Stored items
//! # Name Anonymization
//!
//! Structural rewrite pass that scrubs user-identifying symbol names from
//! captured expressions before they reach a report:
//! - Named variables become `anon<N>`
//! - Extern and extern-C++ calls become `define_extern_<N>`
//! - Image/buffer references become `image<N>`
//!
//! Operators, structure, and constants are left intact, so anonymized
//! expressions keep their semantic shape.

use crate::expr::{CallKind, Expr, ExprKind};
use std::collections::HashMap;

/// Alias namespace.
///
/// Extern-call, image, and generic variable names are aliased through
/// independent counters so aliases from different categories never collide
/// and stay visually distinguishable in the report.
#[derive(Debug, Clone, Copy, PartialEq, Eq)]
pub enum Namespace {
    /// Bare variable references (`anon<N>`).
    Generic,
    /// Extern and extern-C++ call targets (`define_extern_<N>`).
    Extern,
    /// Image and buffer references (`image<N>`).
    Image,
}

const NAMESPACE_COUNT: usize = 3;

impl Namespace {
    fn prefix(self) -> &'static str {
        match self {
            Namespace::Generic => "anon",
            Namespace::Extern => "define_extern_",
            Namespace::Image => "image",
        }
    }

    fn index(self) -> usize {
        match self {
            Namespace::Generic => 0,
            Namespace::Extern => 1,
            Namespace::Image => 2,
        }
    }
}

/// Stateful rewriter that replaces every free-standing symbolic reference
/// with a synthetic, collision-free alias.
///
/// One instance must be reused across everything that should share aliases:
/// the mapping is append-only, so within one `Anonymizer` the same original
/// name always yields the same alias, and two distinct names in the same
/// namespace never yield the same one.
#[derive(Debug, Default)]
pub struct Anonymizer {
    /// Per-namespace original-name -> alias maps. Each namespace's next
    /// counter value is its map's current size.
    remapping: [HashMap<String, String>; NAMESPACE_COUNT],
}

impl Anonymizer {
    /// Create an anonymizer with no names seen yet.
    pub fn new() -> Self {
        Anonymizer::default()
    }

    /// Look up or mint the alias for `name` in `namespace`.
    ///
    /// The first sight of a name is assigned `<prefix><N>`, where `N` counts
    /// the distinct names already aliased in that namespace; later sights
    /// return the stored alias unchanged. Never fails.
    pub fn alias(&mut self, name: &str, namespace: Namespace) -> String {
        let map = &mut self.remapping[namespace.index()];
        if let Some(existing) = map.get(name) {
            return existing.clone();
        }
        let alias = format!("{}{}", namespace.prefix(), map.len());
        map.insert(name.to_string(), alias.clone());
        alias
    }

    /// Rewrite `expr` bottom-up, returning an equivalent tree with all
    /// symbolic names replaced.
    ///
    /// Extern and extern-C++ calls collapse to a single aliased variable of
    /// the call's result type; their argument subtrees are discarded rather
    /// than independently sanitized. Known data-loss point: argument
    /// structure under a collapsed call never reaches the report.
    pub fn rewrite(&mut self, expr: &Expr) -> Expr {
        match expr.kind() {
            ExprKind::IntImm { .. } | ExprKind::FloatImm { .. } => expr.clone(),
            ExprKind::Variable { ty, name } => {
                Expr::var(*ty, self.alias(name, Namespace::Generic))
            }
            ExprKind::Call {
                ty,
                kind: CallKind::Extern | CallKind::ExternCpp,
                name,
                ..
            } => Expr::var(*ty, self.alias(name, Namespace::Extern)),
            ExprKind::Call {
                ty,
                kind: CallKind::Image,
                name,
                ..
            } => Expr::var(*ty, self.alias(name, Namespace::Image)),
            ExprKind::Call {
                ty,
                kind: CallKind::Intrinsic,
                name,
                args,
            } => {
                // Intrinsic names are compiler-internal; only the arguments
                // can carry user symbols.
                let args = args.iter().map(|arg| self.rewrite(arg)).collect();
                Expr::call(*ty, CallKind::Intrinsic, name.clone(), args)
            }
            ExprKind::Binary { op, lhs, rhs } => {
                let lhs = self.rewrite(lhs);
                let rhs = self.rewrite(rhs);
                Expr::binary(*op, lhs, rhs)
            }
            ExprKind::Not { value } => Expr::not(self.rewrite(value)),
            ExprKind::Select {
                cond,
                if_true,
                if_false,
            } => {
                let cond = self.rewrite(cond);
                let if_true = self.rewrite(if_true);
                let if_false = self.rewrite(if_false);
                Expr::select(cond, if_true, if_false)
            }
        }
    }
}
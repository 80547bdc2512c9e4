//! Benchmark for the anonymization rewrite over deep expression trees.

use criterion::{black_box, criterion_group, criterion_main, Criterion};
use telemetry::{Anonymizer, BinaryOp, Expr, Namespace, Type};

/// Left-leaning chain of binary nodes with a distinct variable per level.
fn chain_expr(levels: usize) -> Expr {
    let mut expr = Expr::var(Type::Int32, "x0");
    for i in 1..levels {
        let var = Expr::var(Type::Int32, format!("x{}", i));
        let op = if i % 2 == 0 {
            BinaryOp::Add
        } else {
            BinaryOp::Min
        };
        expr = Expr::binary(op, expr, var);
    }
    expr
}

fn anonymize_benchmark(c: &mut Criterion) {
    let expr = chain_expr(512);
    c.bench_function("rewrite_512_level_chain", |b| {
        b.iter(|| {
            let mut anonymizer = Anonymizer::new();
            black_box(anonymizer.rewrite(black_box(&expr)))
        })
    });

    c.bench_function("alias_warm_lookup", |b| {
        let mut anonymizer = Anonymizer::new();
        anonymizer.alias("x", Namespace::Generic);
        b.iter(|| black_box(anonymizer.alias(black_box("x"), Namespace::Generic)))
    });
}

criterion_group!(benches, anonymize_benchmark);
criterion_main!(benches);
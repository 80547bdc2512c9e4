//! # Compile-Time Telemetry Sink
//!
//! Accumulates counters and symbolic evidence produced during a compilation
//! run and emits a stable, deterministic report with all user-identifying
//! symbol names scrubbed:
//! - Matched simplifier rules (occurrence counters)
//! - Non-monotonic loop observations
//! - Failed proof attempts
//!
//! The anonymization engine replaces every free-standing symbolic reference
//! (variables, extern calls, image references) with a synthetic alias,
//! consistently across the whole session, while leaving operators,
//! structure, and constants intact.
//!
//! Telemetry must never perturb compilation: recording through a
//! [`TelemetryContext`] with no active session is a defined no-op, and the
//! whole pipeline is switched on via the `TELEMETRY_REPORT` environment
//! variable.

pub mod anonymize;
pub mod context;
pub mod expr;
pub mod session;
pub mod writer;

pub use anonymize::{Anonymizer, Namespace};
pub use context::TelemetryContext;
pub use expr::{BinaryOp, CallKind, Expr, ExprKind, Type};
pub use session::{
    SessionStats, TelemetryConfig, TelemetrySession, TelemetrySink, TELEMETRY_NO_ANONYMIZE_ENV,
    TELEMETRY_REPORT_ENV,
};
pub use writer::{Report, ReportDestination, ReportWriter};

Task objective: Check each line of the records above for the string "existing", and report every line that has it.

Solution for this exercise:
        if let Some(existing) = map.get(name) {
            return existing.clone();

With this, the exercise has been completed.